RLFXer

Trained with Reinforcement Learning,
Developed and Tuned by Chun-Chieh Wang.
SURE-FIRE Hedging Strategy is used.

 In recent years, FinTech has become a popular topic. One of the things is "Robo-Advisor", which allows investors to get advice on money management or investment at a low cost. However, most of the investors are not interested in the investing strategies that the robo-advisors executed, instead, they will just choose a robo-advisor according to the past investment performance provided by the industry. There is no way to confidently understand the actual investing strategy.
 The goal of this project is to develop a foreign exchange investment strategy optimization platform.

Sure-Fire

The forex trading technique is simply...awesome. If you are able to look at a chart and identify when the market is trending, then you can make a bundle using the below technique. If we had to pick one single trading technique in the world, this would be the one! Make sure to use proper position sizing and money management with this one and you will encounter nothing but success!

sure-fire animation

Too Young Too Simple...

The basic Sure-Fire strategy is based on the sense of a trader. Hyperparameters such as the ratio of take-profit and stop-loss, usually depend on the traders' observation or experience.
Here are the results of setting 30 pips of take-profit and 60 pips of stop-loss:

Sure-Fire with Constant on EURUSD

EURUSD - 4H
2018/08/01~2018/11/30

Total Trades Win Trades Lose Trades
866 715 151
Net Profit Profit Factor Max Drawdown
2361 2.32 -3.30%

Reinforcement Learning

I've been looking for a best algorithm to complete my learning method, so I decided to try both Value-based and Policy-based methods.

Deep Q Learning (DQN)

The Deep Q learning is about using deep learning techniques to represent the Q table that based on the Q-Learning algorithm.

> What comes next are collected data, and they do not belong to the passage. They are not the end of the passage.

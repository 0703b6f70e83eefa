//! The two batch stages: `input/` → `clean/` + `error/`, then `clean/` → table + `done/`.

use chrono::{DateTime, Utc};
use serde::Serialize;
use std::sync::Arc;
use tracing::{error, info, instrument, warn};

use crate::config::PipelineConfig;
use crate::error::{PipelineError, Result};
use crate::history::{LedgerEntry, RunLedger};
use crate::load::{BatchLoader, LoadedArtifact, TableLoader};
use crate::process::{clean_file, policy::ValidationPolicy};
use crate::route::{FileRouter, RouteReport, RoutingInput};
use crate::staging::StagingArea;
use crate::storage::{list_artifacts, ObjectStore};

/// An artifact whose processing failed; it was left where it was.
#[derive(Debug, Clone, PartialEq, Eq, Serialize)]
pub struct FailedArtifact {
    pub key: String,
    pub error: String,
}

#[derive(Debug, Clone, Serialize)]
pub struct CleaningSummary {
    pub started_at: DateTime<Utc>,
    pub routed: Vec<RouteReport>,
    /// Inputs deleted after their outputs were verified.
    pub consumed: Vec<String>,
    pub failed: Vec<FailedArtifact>,
}

impl CleaningSummary {
    pub fn accepted_rows(&self) -> usize {
        self.routed.iter().map(|r| r.accepted_rows).sum()
    }

    pub fn rejected_rows(&self) -> usize {
        self.routed.iter().map(|r| r.rejected_rows).sum()
    }
}

#[derive(Debug, Clone, Serialize)]
pub struct LoadingSummary {
    pub started_at: DateTime<Utc>,
    pub loaded: Vec<LoadedArtifact>,
    pub failed: Vec<FailedArtifact>,
}

impl LoadingSummary {
    /// Rows appended, counting only jobs that reported a figure.
    pub fn loaded_rows(&self) -> u64 {
        self.loaded.iter().filter_map(|l| l.rows).sum()
    }
}

/// Sequential driver over one bucket and one destination table. Clients are
/// injected; nothing here is global.
pub struct Pipeline {
    store: Arc<dyn ObjectStore>,
    loader: Arc<dyn TableLoader>,
    config: PipelineConfig,
    policy: ValidationPolicy,
    ledger: Option<RunLedger>,
}

impl Pipeline {
    pub fn new(
        store: Arc<dyn ObjectStore>,
        loader: Arc<dyn TableLoader>,
        config: PipelineConfig,
    ) -> anyhow::Result<Self> {
        let ledger = config.ledger_dir.as_ref().map(RunLedger::new).transpose()?;
        Ok(Self {
            store,
            loader,
            policy: config.validation_policy(),
            config,
            ledger,
        })
    }

    pub fn config(&self) -> &PipelineConfig {
        &self.config
    }

    /// Process every artifact under `input/`. Per-file failures are logged
    /// and counted; only listing or staging failures abort the stage.
    #[instrument(level = "info", skip(self))]
    pub async fn run_cleaning(&self) -> Result<CleaningSummary> {
        let started_at = Utc::now();
        let prefixes = &self.config.prefixes;
        let staging = Arc::new(StagingArea::new(self.config.staging_dir.as_deref())?);
        let router = FileRouter::new(
            self.store.clone(),
            staging.clone(),
            prefixes.input.as_str(),
            prefixes.clean.as_str(),
            prefixes.error.as_str(),
            self.policy.routing,
        )
        .with_empty_artifacts(self.config.write_empty_artifacts);

        let keys = list_artifacts(self.store.as_ref(), &prefixes.input).await?;
        info!(prefix = %prefixes.input, count = keys.len(), "cleaning stage starting");

        let mut summary = CleaningSummary {
            started_at,
            routed: Vec::new(),
            consumed: Vec::new(),
            failed: Vec::new(),
        };
        let mut entries = Vec::with_capacity(keys.len());

        for key in keys {
            match self.clean_one(&staging, &router, &key).await {
                Ok((report, consumed)) => {
                    entries.push(LedgerEntry {
                        key: key.clone(),
                        stage: "clean".into(),
                        outcome: report.disposition.as_str().into(),
                        accepted_rows: report.accepted_rows as u64,
                        rejected_rows: report.rejected_rows as u64,
                        destination: Some(report.destinations().collect::<Vec<_>>().join(","))
                            .filter(|d| !d.is_empty()),
                        error: None,
                        event_time: Utc::now(),
                    });
                    if consumed {
                        summary.consumed.push(key);
                    }
                    summary.routed.push(report);
                }
                Err(e) => {
                    error!(key = %key, error = %e, "failed to process input; left in place");
                    entries.push(failed_entry(&key, "clean", &e));
                    summary.failed.push(FailedArtifact {
                        key,
                        error: e.to_string(),
                    });
                }
            }
        }

        self.record("clean", started_at, &entries);
        info!(
            routed = summary.routed.len(),
            failed = summary.failed.len(),
            accepted = summary.accepted_rows(),
            rejected = summary.rejected_rows(),
            "cleaning stage finished"
        );
        Ok(summary)
    }

    async fn clean_one(
        &self,
        staging: &StagingArea,
        router: &FileRouter,
        key: &str,
    ) -> Result<(RouteReport, bool)> {
        let staged = staging.stage(key)?;
        self.store.download(key, staged.path()).await?;

        let report = match clean_file(staged.path(), key, &self.policy) {
            Ok(file) => {
                let input = RoutingInput::Cleaned {
                    staged: staged.path(),
                    file: &file,
                };
                router.route(key, input).await?
            }
            Err(err) => {
                let input = RoutingInput::Unreadable {
                    staged: staged.path(),
                    error: &err,
                };
                router.route(key, input).await?
            }
        };

        let consumed = self.config.consume_input && self.consume(key, &report).await?;
        Ok((report, consumed))
    }

    /// Delete `key` once every routed output for it is visible.
    async fn consume(&self, key: &str, report: &RouteReport) -> Result<bool> {
        for dst in report.destinations() {
            if !self.store.exists(dst).await? {
                return Err(PipelineError::storage(
                    "consume",
                    key,
                    format!("routed output `{dst}` not visible; input kept"),
                ));
            }
        }
        self.store.delete(key).await?;
        Ok(true)
    }

    /// Append every artifact under `clean/` and archive it to `done/`.
    #[instrument(level = "info", skip(self), fields(table = %self.loader.destination()))]
    pub async fn run_loading(&self) -> Result<LoadingSummary> {
        let started_at = Utc::now();
        let prefixes = &self.config.prefixes;
        let batch_loader = BatchLoader::new(
            self.store.clone(),
            self.loader.clone(),
            prefixes.clean.as_str(),
            prefixes.done.as_str(),
        );

        let keys = list_artifacts(self.store.as_ref(), &prefixes.clean).await?;
        info!(prefix = %prefixes.clean, count = keys.len(), "loading stage starting");

        let mut summary = LoadingSummary {
            started_at,
            loaded: Vec::new(),
            failed: Vec::new(),
        };
        let mut entries = Vec::with_capacity(keys.len());

        for key in keys {
            match batch_loader.load_artifact(&key).await {
                Ok(loaded) => {
                    entries.push(LedgerEntry {
                        key: key.clone(),
                        stage: "load".into(),
                        outcome: "loaded".into(),
                        accepted_rows: loaded.rows.unwrap_or_default(),
                        rejected_rows: 0,
                        destination: Some(loaded.done_key.clone()),
                        error: None,
                        event_time: Utc::now(),
                    });
                    summary.loaded.push(loaded);
                }
                Err(e) => {
                    error!(key = %key, error = %e, "failed to load artifact; left in place");
                    entries.push(failed_entry(&key, "load", &e));
                    summary.failed.push(FailedArtifact {
                        key,
                        error: e.to_string(),
                    });
                }
            }
        }

        self.record("load", started_at, &entries);
        info!(
            loaded = summary.loaded.len(),
            failed = summary.failed.len(),
            rows = summary.loaded_rows(),
            "loading stage finished"
        );
        Ok(summary)
    }

    /// A ledger write failure never fails the stage.
    fn record(&self, stage: &str, started_at: DateTime<Utc>, entries: &[LedgerEntry]) {
        let Some(ledger) = &self.ledger else {
            return;
        };
        match ledger.record_run(stage, started_at, entries) {
            Ok(Some(path)) => info!(path = %path.display(), "ledger written"),
            Ok(None) => {}
            Err(e) => warn!(stage, error = %e, "could not write run ledger"),
        }
    }
}

fn failed_entry(key: &str, stage: &str, e: &PipelineError) -> LedgerEntry {
    LedgerEntry {
        key: key.to_string(),
        stage: stage.to_string(),
        outcome: "failed".into(),
        accepted_rows: 0,
        rejected_rows: 0,
        destination: None,
        error: Some(e.to_string()),
        event_time: Utc::now(),
    }
}

#[cfg(test)]
mod tests {
    use super::*;
    use crate::history::read_ledger;
    use crate::load::MemoryTable;
    use crate::storage::MemoryStore;

    const MIXED: &str = "transaction_id,product_name,category,price,quantity,date,customer_name,customer_email\n\
                         1,Mouse,Tech,19.99,2,2024-01-05,,\n\
                         2,Desk,Home,oops,1,2024-01-06,,\n";

    fn pipeline(config: PipelineConfig) -> (Arc<MemoryStore>, Arc<MemoryTable>, Pipeline) {
        let store = Arc::new(MemoryStore::new());
        let table = Arc::new(MemoryTable::new(store.clone(), "transactions"));
        let p = Pipeline::new(store.clone(), table.clone(), config).unwrap();
        (store, table, p)
    }

    #[tokio::test]
    async fn cleaning_keeps_input_when_not_consuming() {
        let config = PipelineConfig {
            consume_input: false,
            ..Default::default()
        };
        let (store, _table, p) = pipeline(config);
        store.put_bytes("input/a.csv", MIXED.as_bytes());

        let summary = p.run_cleaning().await.unwrap();
        assert_eq!(summary.routed.len(), 1);
        assert!(summary.consumed.is_empty());
        assert!(store.get_bytes("input/a.csv").is_some());

        // a rerun reprocesses the same input into the same keys
        let again = p.run_cleaning().await.unwrap();
        assert_eq!(again.routed, summary.routed);
    }

    #[tokio::test]
    async fn invisible_outputs_keep_the_input() {
        let (store, _table, p) = pipeline(PipelineConfig::default());
        store.put_bytes("input/a.csv", MIXED.as_bytes());
        store.drop_writes_to("clean/");

        let summary = p.run_cleaning().await.unwrap();
        assert_eq!(summary.failed.len(), 1);
        assert!(summary.failed[0].error.contains("not visible"));
        assert!(store.get_bytes("input/a.csv").is_some());
    }

    #[tokio::test]
    async fn placeholders_are_skipped_and_inputs_consumed() {
        let (store, _table, p) = pipeline(PipelineConfig::default());
        store.put_bytes("input/a.csv", MIXED.as_bytes());
        store.put_bytes("input/b.csv", MIXED.as_bytes());
        store.put_bytes("input/.placeholder", b"");

        let summary = p.run_cleaning().await.unwrap();
        assert_eq!(summary.routed.len(), 2);
        assert_eq!(summary.consumed, vec!["input/a.csv", "input/b.csv"]);
        assert_eq!(summary.accepted_rows(), 2);
        assert_eq!(summary.rejected_rows(), 2);
    }

    #[tokio::test]
    async fn ledger_records_both_stages() {
        let dir = tempfile::tempdir().unwrap();
        let config = PipelineConfig {
            ledger_dir: Some(dir.path().to_path_buf()),
            ..Default::default()
        };
        let (store, table, p) = pipeline(config);
        store.put_bytes("input/a.csv", MIXED.as_bytes());

        p.run_cleaning().await.unwrap();
        let loading = p.run_loading().await.unwrap();
        assert_eq!(loading.loaded_rows(), 1);
        assert_eq!(table.row_count(), 1);

        let mut files: Vec<_> = std::fs::read_dir(dir.path())
            .unwrap()
            .map(|e| e.unwrap().path())
            .collect();
        files.sort();
        assert_eq!(files.len(), 2);
        let clean = files
            .iter()
            .find(|p| p.file_name().unwrap().to_string_lossy().starts_with("clean---"))
            .unwrap();
        let entries = read_ledger(clean).unwrap();
        assert_eq!(entries.len(), 1);
        assert_eq!(entries[0].outcome, "split");
        assert_eq!(
            entries[0].destination.as_deref(),
            Some("clean/a_cleaned.csv,error/a_errors.csv")
        );
    }
}
// src/process/mod.rs
pub mod classify;
pub mod date_parser;
pub mod policy;
pub mod raw_table;
pub mod utils;
pub mod validate;
pub mod write;

use std::path::Path;
use tracing::debug;

use crate::error::Result;
use classify::{classify, Classification};
use policy::ValidationPolicy;
use raw_table::RawTable;
use validate::validate;

/// A decoded input file together with its row classification.
#[derive(Debug, Clone)]
pub struct CleanedFile {
    pub raw: RawTable,
    pub classification: Classification,
}

impl CleanedFile {
    pub fn accepted_rows(&self) -> usize {
        self.classification.accepted_rows()
    }

    pub fn rejected_rows(&self) -> usize {
        self.classification.rejected_rows()
    }
}

/// Decode, validate and classify a staged CSV file.
///
/// Any error here means the file as a whole cannot be trusted; callers route
/// the original bytes to `error/`.
#[tracing::instrument(level = "debug", skip(path, policy), fields(path = %path.display()))]
pub fn clean_file(path: &Path, key: &str, policy: &ValidationPolicy) -> Result<CleanedFile> {
    let raw = RawTable::from_path(path, key)?;
    let validated = validate(&raw, policy)?;
    let classification = classify(&validated)?;
    debug!(
        rows = raw.num_rows(),
        accepted = classification.accepted_rows(),
        rejected = classification.rejected_rows(),
        "classified"
    );
    Ok(CleanedFile {
        raw,
        classification,
    })
}
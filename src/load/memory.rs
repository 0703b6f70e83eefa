use async_trait::async_trait;
use std::collections::HashSet;
use std::sync::{Arc, Mutex, PoisonError};
use uuid::Uuid;

use super::{LoadReport, TableLoader};
use crate::error::{PipelineError, Result};
use crate::process::classify::{classify, RejectReason};
use crate::process::policy::{FillPolicy, ValidationPolicy};
use crate::process::raw_table::RawTable;
use crate::process::validate::validate;
use crate::schema::types::required_header;
use crate::storage::MemoryStore;

#[derive(Debug, Default)]
struct TableState {
    rows: Vec<Vec<String>>,
    failing: HashSet<String>,
}

/// In-memory destination table reading `mem://` artifacts from a
/// [`MemoryStore`]. Enforces the same all-or-nothing contract as a load job.
#[derive(Debug)]
pub struct MemoryTable {
    store: Arc<MemoryStore>,
    name: String,
    state: Mutex<TableState>,
}

impl MemoryTable {
    pub fn new(store: Arc<MemoryStore>, name: impl Into<String>) -> Self {
        Self {
            store,
            name: name.into(),
            state: Mutex::new(TableState::default()),
        }
    }

    /// Make every future job for `uri` fail.
    pub fn fail_uri(&self, uri: &str) {
        self.state
            .lock()
            .unwrap_or_else(PoisonError::into_inner)
            .failing
            .insert(uri.to_string());
    }

    pub fn row_count(&self) -> usize {
        self.rows().len()
    }

    /// Appended rows, cells as written in the artifact.
    pub fn rows(&self) -> Vec<Vec<String>> {
        self.state
            .lock()
            .unwrap_or_else(PoisonError::into_inner)
            .rows
            .clone()
    }
}

#[async_trait]
impl TableLoader for MemoryTable {
    async fn append_csv(&self, source_uri: &str) -> Result<LoadReport> {
        if self
            .state
            .lock()
            .unwrap_or_else(PoisonError::into_inner)
            .failing
            .contains(source_uri)
        {
            return Err(PipelineError::load_job(source_uri, "injected failure"));
        }

        let key = source_uri
            .strip_prefix("mem://")
            .ok_or_else(|| PipelineError::load_job(source_uri, "not a mem:// uri"))?;
        let bytes = self
            .store
            .get_bytes(key)
            .ok_or_else(|| PipelineError::load_job(source_uri, "source object not found"))?;

        let raw = RawTable::from_reader(bytes.as_slice(), key)
            .map_err(|e| PipelineError::load_job(source_uri, e))?;
        if !raw.headers.iter().map(String::as_str).eq(required_header()) {
            return Err(PipelineError::load_job(
                source_uri,
                format!("column layout {:?} does not match the table", raw.headers),
            ));
        }

        // A load job accepts nothing it would have to coerce or default.
        let strict = ValidationPolicy {
            fill: FillPolicy::StrictReject,
            ..Default::default()
        };
        let validated = validate(&raw, &strict).map_err(|e| PipelineError::load_job(source_uri, e))?;
        let classification = classify(&validated).map_err(|e| PipelineError::load_job(source_uri, e))?;
        if let Some(bad) = classification.rejected.first() {
            return Err(match bad.reasons.first() {
                Some(RejectReason::Coercion(failure)) => PipelineError::RowCoercion(failure.clone()),
                _ => PipelineError::load_job(source_uri, format!("row {}: {}", bad.row, bad.describe())),
            });
        }

        let appended = raw.num_rows() as u64;
        self.state
            .lock()
            .unwrap_or_else(PoisonError::into_inner)
            .rows
            .extend(raw.rows);
        Ok(LoadReport {
            job_id: format!("mem_{}", Uuid::new_v4().simple()),
            rows: Some(appended),
        })
    }

    fn destination(&self) -> String {
        format!("mem:{}", self.name)
    }
}

#[cfg(test)]
mod tests {
    use super::*;

    const HEADER: &str =
        "transaction_id,product_name,category,price,quantity,date,customer_name,customer_email\n";

    #[tokio::test]
    async fn appends_valid_artifact() {
        let store = Arc::new(MemoryStore::new());
        store.put_bytes(
            "clean/a.csv",
            format!("{HEADER}1,Mouse,Tech,19.99,2,2024-01-05,,\n").as_bytes(),
        );
        let table = MemoryTable::new(store.clone(), "t");
        let report = table.append_csv("mem://clean/a.csv").await.unwrap();
        assert_eq!(report.rows, Some(1));
        assert_eq!(table.rows()[0][1], "Mouse");
    }

    #[tokio::test]
    async fn invalid_row_fails_whole_job() {
        let store = Arc::new(MemoryStore::new());
        store.put_bytes(
            "clean/a.csv",
            format!("{HEADER}1,Mouse,Tech,19.99,2,2024-01-05,,\n2,Desk,Home,x,1,2024-01-06,,\n")
                .as_bytes(),
        );
        let table = MemoryTable::new(store.clone(), "t");
        match table.append_csv("mem://clean/a.csv").await {
            Err(PipelineError::RowCoercion(failure)) => {
                assert_eq!(failure.row, 1);
                assert_eq!(failure.column, "price");
                assert_eq!(failure.value, "x");
            }
            other => panic!("expected a coercion failure, got {other:?}"),
        }
        assert_eq!(table.row_count(), 0);
    }

    #[tokio::test]
    async fn missing_required_value_is_a_load_job_error() {
        let store = Arc::new(MemoryStore::new());
        store.put_bytes(
            "clean/a.csv",
            format!("{HEADER}1,Mouse,Tech,19.99,,2024-01-05,,\n").as_bytes(),
        );
        let table = MemoryTable::new(store.clone(), "t");
        assert!(matches!(
            table.append_csv("mem://clean/a.csv").await,
            Err(PipelineError::LoadJob { .. })
        ));
    }

    #[tokio::test]
    async fn reordered_columns_are_refused() {
        let store = Arc::new(MemoryStore::new());
        store.put_bytes(
            "clean/a.csv",
            b"product_name,transaction_id,category,price,quantity,date,customer_name,customer_email\nMouse,1,Tech,1.0,1,2024-01-05,,\n",
        );
        let table = MemoryTable::new(store.clone(), "t");
        assert!(table.append_csv("mem://clean/a.csv").await.is_err());
    }
}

Proximal Policy Optimization (PPO)

Policy Gradient methods have convergence problem which is addressed by the natural policy gradient. For this reason, PPO formalizes the constraint as a penalty in the objective function instead of imposing a hard constraint.

During Training...

Although Deep Q Learning uses a deep neural network for calculating the Q values, the decisions were made by a simple Value function and it is almost impossible for DQN to solve the complicated problems.
Proximal Policy Optimization performs better than DQN, but a policy gradient method will always have to confront a slow convergence.

DQN algorithm

DQN training (EURUSD)

PPO algorithm

PPO training (EURUSD)

Achievements

Now I will show you the results of trading with the models over the next month...

AUDUSD testing results

AUDUSD - 4H @ 1300episode
2018/12/01~2018/12/31

Net Profit Profit Factor Max Drawdown
Baseline 351 1.62 -14.53%
DQN 402 2.32 -5.97%
PPO 597 2.85 -7.62%